Escuchar
The Government not only managed today to capture all the money it needs to pay the debt maturities in pesos that it faces in a few days, but it was also able to capture an “extra” $0.83 trillion from the market that will allow it to rebuild the liquidity cushion that he had armed and had fallen by more than $2.3 billion 12 days ago due to that event.
It was at the end of the first tender in October, an event in which he offered investors a total of 10 instruments, among which two new Capitalization Bonds (Boncap) stood out, papers that function like the already known Lecap but are issued at more of 1 year (in this case at 368 and 427 days) at a monthly compounded fixed rate (based on 30/360) that ended up being 3.9 and 3.89% monthly.
“The Boncaps, offered for the first time and have a maturity of more than one year, “They allow the Treasury to continue extending the average maturity period of its peso curve.”explained the Secretary of Finance, Pablo Quirnoby anticipating the result of the tender through social networks.
With this offer menu the Government received purchase offers for $6.32 billion, when it must pay just over $5 billion for the maturities of the Lecap S14O4 and the Boncer T4X4, although it ended up allocating new debt papers for $5.90 billion. “The surplus of $0.83 billion will be deposited in the Treasury account at the BCRA,” the official announced.
The bulk of the fundraising came, as has become common in recent months, from the placement of Capitalization Letters (Lecap), papers that cannot be issued for more than 1 year, which explains the emergence of Boncaps. These instruments, issued this time for terms ranging from 109 to 305 days, attracted a total of $3,041 billion to the treasury, that is, 51.16% of the total collected by the Treasury and at a cost that was 3.87 at 3.90% monthly (the highest for the shortest term), that is, up to 57% nominal annually.
But The contribution of their “cousins”, the Boncaps, was not far behind as they contributed another $1,758 billionindicating that they had an auspicious debut. “There were reductions in rates against the previous bidding and some premiums against the secondary one,” Facimex Valores observed in this regard.
This way, Almost 81% of the placement was made at a fixed rate, something unprecedented in the last 5 years.
Of course, at a cost that some analysts judge to be somewhat high taking into account the market’s expectation of a greater drop in inflation next year: we must remember that the last REM placed it at 35% annually and the project of the budget sent by the Government to Congress the expectation is even much lower: at 18%.
“It is a financial cost that would remain high if the economic plan actually manages to reduce monthly inflation to 2% or even less.”. Until now, just over 20% of the Lecaps matured after March 2025, a figure that for now did not imply high financial risks, but from now on…”, the economist had observed in this regard a few days ago. Leonardo Chialvaof Delphi Investment.

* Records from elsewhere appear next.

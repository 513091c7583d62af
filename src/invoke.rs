use serde_json::Value;

use crate::cli::Cli;
use crate::client::{self, InvokeClient};
use crate::error::{HarnessError, Result};
use crate::payload;
use crate::rpc::InvokeRequest;

/// One full run: resolve the payload, build the request, connect, call,
/// report. Every failure propagates to `main`, which owns the exit code.
pub async fn run(cli: Cli) -> Result<()> {
    let payload = payload::resolve(&cli)?;
    let request = InvokeRequest::new(payload, cli.timeout);

    let address = client::server_address();
    log::info!("Test harness connecting to: {address}");
    let mut client = InvokeClient::connect(&address).await?;

    let reply = client.invoke(&request).await?;
    if let Some(message) = reply.error {
        log::error!("Invocation: {message}");
        log::error!("Response: {}", render(&reply.result));
        return Err(HarnessError::Invocation { message });
    }

    log::info!("Response: {}", render(&reply.result));
    Ok(())
}

fn render(result: &Option<Value>) -> String {
    match result {
        Some(value) => value.to_string(),
        None => "null".to_string(),
    }
}
use std::time::Duration;

use serde_json::{json, Value};
use tokio::io::{AsyncReadExt, AsyncWriteExt};
use tokio::net::TcpListener;
use tokio::task::JoinHandle;
use tokio::time::sleep;

use crate::client::InvokeClient;
use crate::error::HarnessError;
use crate::rpc::InvokeRequest;

/// Mock invocation server: accepts one connection, captures the call it
/// receives and answers with the canned reply. Returns the port and a handle
/// resolving to the captured call.
async fn spawn_invoke_server(reply: Value) -> (u16, JoinHandle<Value>) {
    let listener = TcpListener::bind("127.0.0.1:0").await.unwrap();
    let port = listener.local_addr().unwrap().port();

    let handle = tokio::spawn(async move {
        let (mut stream, _) = listener.accept().await.unwrap();

        let mut buf = vec![0u8; 65536];
        let mut pending = Vec::new();
        let call: Value = loop {
            let n = stream.read(&mut buf).await.unwrap();
            assert!(n > 0, "client closed before sending a call");
            pending.extend_from_slice(&buf[..n]);
            if let Ok(v) = serde_json::from_slice(&pending) {
                break v;
            }
        };

        stream
            .write_all(&serde_json::to_vec(&reply).unwrap())
            .await
            .unwrap();
        call
    });

    (port, handle)
}

#[tokio::test(flavor = "multi_thread", worker_threads = 2)]
async fn invoke_round_trip() {
    let reply = json!({"id": 0, "result": {"Payload": null, "Error": null}, "error": null});
    let (port, server) = spawn_invoke_server(reply).await;

    let mut client = InvokeClient::connect(&format!("localhost:{port}"))
        .await
        .unwrap();
    let request = InvokeRequest::new(br#"{"a":1}"#.to_vec(), 300);
    let reply = client.invoke(&request).await.unwrap();

    assert!(reply.error.is_none());
    assert!(reply.result.is_some());

    let call = server.await.unwrap();
    assert_eq!(call["method"], "Function.Invoke");
    assert_eq!(call["id"], 0);
    assert_eq!(call["params"][0]["RequestId"], "1");
    assert_eq!(call["params"][0]["XAmznTraceId"], "1");
    assert_eq!(call["params"][0]["Deadline"]["Seconds"], 300);
    assert_eq!(call["params"][0]["Payload"], "eyJhIjoxfQ==");
}

#[tokio::test(flavor = "multi_thread", worker_threads = 2)]
async fn invoke_error_reply_is_surfaced() {
    let reply = json!({"id": 0, "result": null, "error": "function panicked"});
    let (port, server) = spawn_invoke_server(reply).await;

    let mut client = InvokeClient::connect(&format!("localhost:{port}"))
        .await
        .unwrap();
    let request = InvokeRequest::new(b"{}".to_vec(), 10);
    let reply = client.invoke(&request).await.unwrap();

    assert_eq!(reply.error.as_deref(), Some("function panicked"));
    assert!(reply.result.is_none());

    server.await.unwrap();
}

#[tokio::test(flavor = "multi_thread", worker_threads = 2)]
async fn connect_waits_for_a_late_listener() {
    // Reserve a port, release it, then start listening on it only after the
    // client has begun its retry loop.
    let reserved = TcpListener::bind("127.0.0.1:0").await.unwrap();
    let port = reserved.local_addr().unwrap().port();
    drop(reserved);

    let server = tokio::spawn(async move {
        sleep(Duration::from_millis(750)).await;
        let listener = TcpListener::bind(("127.0.0.1", port)).await.unwrap();
        let _ = listener.accept().await.unwrap();
    });

    let client = InvokeClient::connect(&format!("localhost:{port}")).await;
    assert!(client.is_ok());

    server.await.unwrap();
}

#[tokio::test(flavor = "multi_thread", worker_threads = 2)]
async fn reply_split_across_writes_is_reassembled() {
    let listener = TcpListener::bind("127.0.0.1:0").await.unwrap();
    let port = listener.local_addr().unwrap().port();

    let server = tokio::spawn(async move {
        let (mut stream, _) = listener.accept().await.unwrap();

        let mut buf = vec![0u8; 65536];
        let mut pending = Vec::new();
        loop {
            let n = stream.read(&mut buf).await.unwrap();
            assert!(n > 0);
            pending.extend_from_slice(&buf[..n]);
            if serde_json::from_slice::<Value>(&pending).is_ok() {
                break;
            }
        }

        let reply = serde_json::to_vec(
            &json!({"id": 0, "result": {"Payload": null, "Error": null}, "error": null}),
        )
        .unwrap();
        let (head, tail) = reply.split_at(reply.len() / 2);
        stream.write_all(head).await.unwrap();
        stream.flush().await.unwrap();
        sleep(Duration::from_millis(50)).await;
        stream.write_all(tail).await.unwrap();
    });

    let mut client = InvokeClient::connect(&format!("localhost:{port}"))
        .await
        .unwrap();
    let reply = client
        .invoke(&InvokeRequest::new(b"{}".to_vec(), 1))
        .await
        .unwrap();
    assert!(reply.error.is_none());

    server.await.unwrap();
}

#[tokio::test(flavor = "multi_thread", worker_threads = 2)]
async fn server_closing_early_is_an_io_error() {
    let listener = TcpListener::bind("127.0.0.1:0").await.unwrap();
    let port = listener.local_addr().unwrap().port();

    let server = tokio::spawn(async move {
        let (mut stream, _) = listener.accept().await.unwrap();
        let mut buf = vec![0u8; 65536];
        let _ = stream.read(&mut buf).await.unwrap();
        // Drop without replying.
    });

    let mut client = InvokeClient::connect(&format!("localhost:{port}"))
        .await
        .unwrap();
    let err = client
        .invoke(&InvokeRequest::new(b"{}".to_vec(), 1))
        .await
        .unwrap_err();

    assert!(matches!(err, HarnessError::Io(_)));
    assert_eq!(err.exit_code(), 1);

    server.await.unwrap();
}
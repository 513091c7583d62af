use log::{Level, LevelFilter, Log, Metadata, Record};

/// Logger that writes to stderr so diagnostics never mix with payload output
/// on stdout.
pub struct StderrLogger;

static LOGGER: StderrLogger = StderrLogger;

impl Log for StderrLogger {
    fn enabled(&self, metadata: &Metadata) -> bool {
        metadata.level() <= Level::Info
    }

    fn log(&self, record: &Record) {
        if self.enabled(record.metadata()) {
            eprintln!("[{}] {}", record.level(), record.args());
        }
    }

    fn flush(&self) {}
}

pub fn init() {
    if log::set_logger(&LOGGER).is_ok() {
        log::set_max_level(LevelFilter::Info);
    }
}
use std::sync::Arc;
use std::time::Duration;
use tracing::{debug, warn};

use crate::completion::{CompletionError, CompletionProvider};
use crate::translation::prompt::build_prompt;

/// Fixed-interval pacing between consecutive gateway calls within one
/// batch. The upstream gateway rate-limits per caller; pacing trades
/// latency for not getting burst-rejected.
#[derive(Debug, Clone, Copy)]
pub struct RequestPacer {
    interval: Duration,
}

impl RequestPacer {
    pub fn new(interval: Duration) -> Self {
        Self { interval }
    }

    pub fn from_millis(millis: u64) -> Self {
        Self::new(Duration::from_millis(millis))
    }

    /// Suspend until the next call may be issued.
    pub async fn pause(&self) {
        tokio::time::sleep(self.interval).await;
    }
}

impl Default for RequestPacer {
    fn default() -> Self {
        Self::from_millis(500)
    }
}

/// Outcome of translating one language. Exactly one of translated text
/// or error; stays typed until the response is serialized.
#[derive(Debug)]
pub struct TranslationResult {
    pub language: String,
    pub outcome: Result<String, CompletionError>,
}

/// One request's translator: fans a single source text out across
/// target languages through the shared completion provider. Owned by
/// the request that built it; no state survives the response.
pub struct TranslationService {
    provider: Arc<dyn CompletionProvider>,
    pacer: RequestPacer,
}

impl TranslationService {
    pub fn new(provider: Arc<dyn CompletionProvider>, pacer: RequestPacer) -> Self {
        Self { provider, pacer }
    }

    /// Translate into one language. Provider failures of any kind are
    /// captured into the result; they never propagate to the caller, so
    /// one language cannot abort its siblings.
    pub async fn translate(
        &self,
        text: &str,
        language: &str,
        cultural_context: f64,
    ) -> TranslationResult {
        let prompt = build_prompt(text, language, cultural_context);
        match self.provider.complete(&prompt).await {
            Ok(completion) => TranslationResult {
                language: language.to_string(),
                outcome: Ok(completion.trim().to_string()),
            },
            Err(err) => {
                warn!("Translation into {} failed: {}", language, err);
                TranslationResult {
                    language: language.to_string(),
                    outcome: Err(err),
                }
            }
        }
    }

    /// Translate into every language in order, producing exactly one
    /// result per input language. Languages are processed strictly
    /// sequentially with a pacing pause between consecutive calls
    /// (none after the last).
    pub async fn batch_translate(
        &self,
        text: &str,
        languages: &[String],
        cultural_context: f64,
    ) -> Vec<TranslationResult> {
        let mut results = Vec::with_capacity(languages.len());
        for (i, language) in languages.iter().enumerate() {
            debug!(
                "Translating into {} ({}/{})",
                language,
                i + 1,
                languages.len()
            );
            results.push(self.translate(text, language, cultural_context).await);

            if i < languages.len() - 1 {
                self.pacer.pause().await;
            }
        }
        results
    }
}
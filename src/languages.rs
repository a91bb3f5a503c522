/// The fixed set of languages the relay will translate into. Immutable
/// and process-wide; requested languages are validated against it.
pub const SUPPORTED_LANGUAGES: [&str; 25] = [
    "English",
    "Assamese",
    "Bangla",
    "Bodo",
    "Dogri",
    "Gujarati",
    "Hindi",
    "Kashmiri",
    "Kannada",
    "Konkani",
    "Maithili",
    "Malayalam",
    "Manipuri",
    "Marathi",
    "Nepali",
    "Odia",
    "Punjabi",
    "Tamil",
    "Telugu",
    "Santali",
    "Sindhi",
    "Urdu",
    "Konyak",
    "Khasi",
    "Jaintia",
];

pub fn is_supported(language: &str) -> bool {
    SUPPORTED_LANGUAGES.contains(&language)
}

/// All supported languages as owned strings, in canonical order.
pub fn all_supported() -> Vec<String> {
    SUPPORTED_LANGUAGES.iter().map(|l| l.to_string()).collect()
}
pub mod completion;
pub mod config;
pub mod languages;
pub mod routes;
pub mod state;
pub mod translation;
pub mod interface;
pub mod openrouter;

pub use interface::{ChatPrompt, CompletionError, CompletionProvider};
pub use openrouter::OpenRouterProvider;
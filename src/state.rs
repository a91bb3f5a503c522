use std::sync::Arc;

use crate::completion::{CompletionProvider, OpenRouterProvider};
use crate::config::Config;

#[derive(Clone)]
pub struct AppState {
    pub config: Config,
    pub completions: Arc<dyn CompletionProvider>,
}

impl AppState {
    pub fn new(config: Config) -> anyhow::Result<Self> {
        let completions = Arc::new(OpenRouterProvider::new(&config)?);
        Ok(Self {
            config,
            completions,
        })
    }

    /// Build a state around an existing provider, so tests can
    /// substitute the gateway.
    pub fn with_provider(config: Config, completions: Arc<dyn CompletionProvider>) -> Self {
        Self {
            config,
            completions,
        }
    }
}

Chialva clarifies, however, that part of that cost derives from trade off that the Treasury faces between “extending the terms or continuing to concentrate the maturities to recently extend duration when the inflationary context allows yields to sink to levels more in line with the inflation scenario drawn up by the economic team.”
In fact, “the Treasury validated an average inflation of 3.02% per month for next year,” Facimex agreed.
The rest of what was collected today by the National Treasury was distributed between two bonds adjustable for inflation (Boncer) placed – a third offered with a term of more than 2 years was not in demand – and another adjustable for variation in the official dollar that were issued at between 14 and 17 months and at rates of up to +10.6% and -2%, in each case.